Der übliche Reflex lautet: Standard ist billiger. Das stimmt am Anfang fast immer und danach oft nicht mehr. Hier ist der Rahmen, mit dem ich die Entscheidung sortiere.
Die Frage ist nicht Bauen oder Kaufen, sondern wo die Grenze liegt
In der Praxis gibt es selten die reine Form. Es gibt drei Stufen, und die mittlere wird übersehen.
Kaufen. Fertiges Produkt, du richtest es ein. Schnell da, wenig Kontrolle, monatliche Kosten pro Nutzer.

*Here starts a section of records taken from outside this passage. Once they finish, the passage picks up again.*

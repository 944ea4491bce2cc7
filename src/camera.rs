use glam::{Mat4, Vec2, Vec3};

pub const DEFAULT_YAW: f32 = -90.0;
pub const DEFAULT_PITCH: f32 = 0.0;
pub const DEFAULT_SPEED: f32 = 2.5;
pub const DEFAULT_SENSITIVITY: f32 = 0.1;
pub const DEFAULT_ZOOM: f32 = 45.0;

const MAX_PITCH: f32 = 89.0;
const MIN_ZOOM: f32 = 1.0;
const MAX_ZOOM: f32 = 45.0;

/// What the player did since the last frame. Built by the frame driver out of
/// window events and the keyboard state.
#[derive(Debug, Clone, Copy, Default, PartialEq)]
pub struct InputState {
    pub forward: bool,
    pub backward: bool,
    pub left: bool,
    pub right: bool,
    /// Relative mouse motion in pixels, y grows downwards.
    pub mouse_delta: Vec2,
    /// Wheel steps, positive away from the user.
    pub scroll: f32,
}

/// A free-flying camera, angles in degrees.
#[derive(Debug, Clone, Copy, PartialEq)]
pub struct Camera {
    pub position: Vec3,
    pub front: Vec3,
    pub up: Vec3,
    pub right: Vec3,
    pub world_up: Vec3,
    pub yaw: f32,
    pub pitch: f32,
    pub movement_speed: f32,
    pub mouse_sensitivity: f32,
    pub zoom: f32,
}

impl Default for Camera {
    fn default() -> Self {
        Camera::new(Vec3::new(0.0, 0.0, 3.0), Vec3::Y, DEFAULT_YAW, DEFAULT_PITCH)
    }
}

impl Camera {
    pub fn new(position: Vec3, world_up: Vec3, yaw: f32, pitch: f32) -> Camera {
        Camera {
            position,
            front: Vec3::NEG_Z,
            up: world_up,
            right: Vec3::X,
            world_up,
            yaw,
            pitch,
            movement_speed: DEFAULT_SPEED,
            mouse_sensitivity: DEFAULT_SENSITIVITY,
            zoom: DEFAULT_ZOOM,
        }
        .with_updated_vectors()
    }

    /// Moves and turns the camera according to `input`, `dt` being the frame
    /// time in seconds.
    pub fn update(self, input: &InputState, dt: f32) -> Camera {
        let mut camera = self;

        let velocity = camera.movement_speed * dt;
        if input.forward {
            camera.position += camera.front * velocity;
        }
        if input.backward {
            camera.position -= camera.front * velocity;
        }
        if input.left {
            camera.position -= camera.right * velocity;
        }
        if input.right {
            camera.position += camera.right * velocity;
        }

        // Window y points down, pitch points up.
        let offset = input.mouse_delta * Vec2::new(1.0, -1.0) * camera.mouse_sensitivity;
        camera.yaw += offset.x;
        camera.pitch = (camera.pitch + offset.y).clamp(-MAX_PITCH, MAX_PITCH);

        camera.zoom = (camera.zoom - input.scroll).clamp(MIN_ZOOM, MAX_ZOOM);

        camera.with_updated_vectors()
    }

    pub fn view_matrix(&self) -> Mat4 {
        Mat4::look_at_rh(self.position, self.position + self.front, self.up)
    }

    /// Perspective projection with the camera's zoom as the vertical field
    /// of view.
    pub fn projection_matrix(&self, aspect_ratio: f32, near: f32, far: f32) -> Mat4 {
        Mat4::perspective_rh_gl(self.zoom.to_radians(), aspect_ratio, near, far)
    }

    fn with_updated_vectors(mut self) -> Camera {
        let (yaw, pitch) = (self.yaw.to_radians(), self.pitch.to_radians());
        self.front = Vec3::new(yaw.cos() * pitch.cos(), pitch.sin(), yaw.sin() * pitch.cos()).normalize();
        self.right = self.front.cross(self.world_up).normalize();
        self.up = self.right.cross(self.front).normalize();
        self
    }
}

Zusammensetzen. Vorhandene Bausteine werden zu deinem Ablauf verbunden. Automatisierungsplattform, Modellzugang, deine Systeme. Kein Produkt und keine Eigenentwicklung, sondern dein Prozess auf fremdem Unterbau. Das ist die Antwort in den meisten Fällen, und genau die fehlt in der Bauen-oder-Kaufen-Debatte.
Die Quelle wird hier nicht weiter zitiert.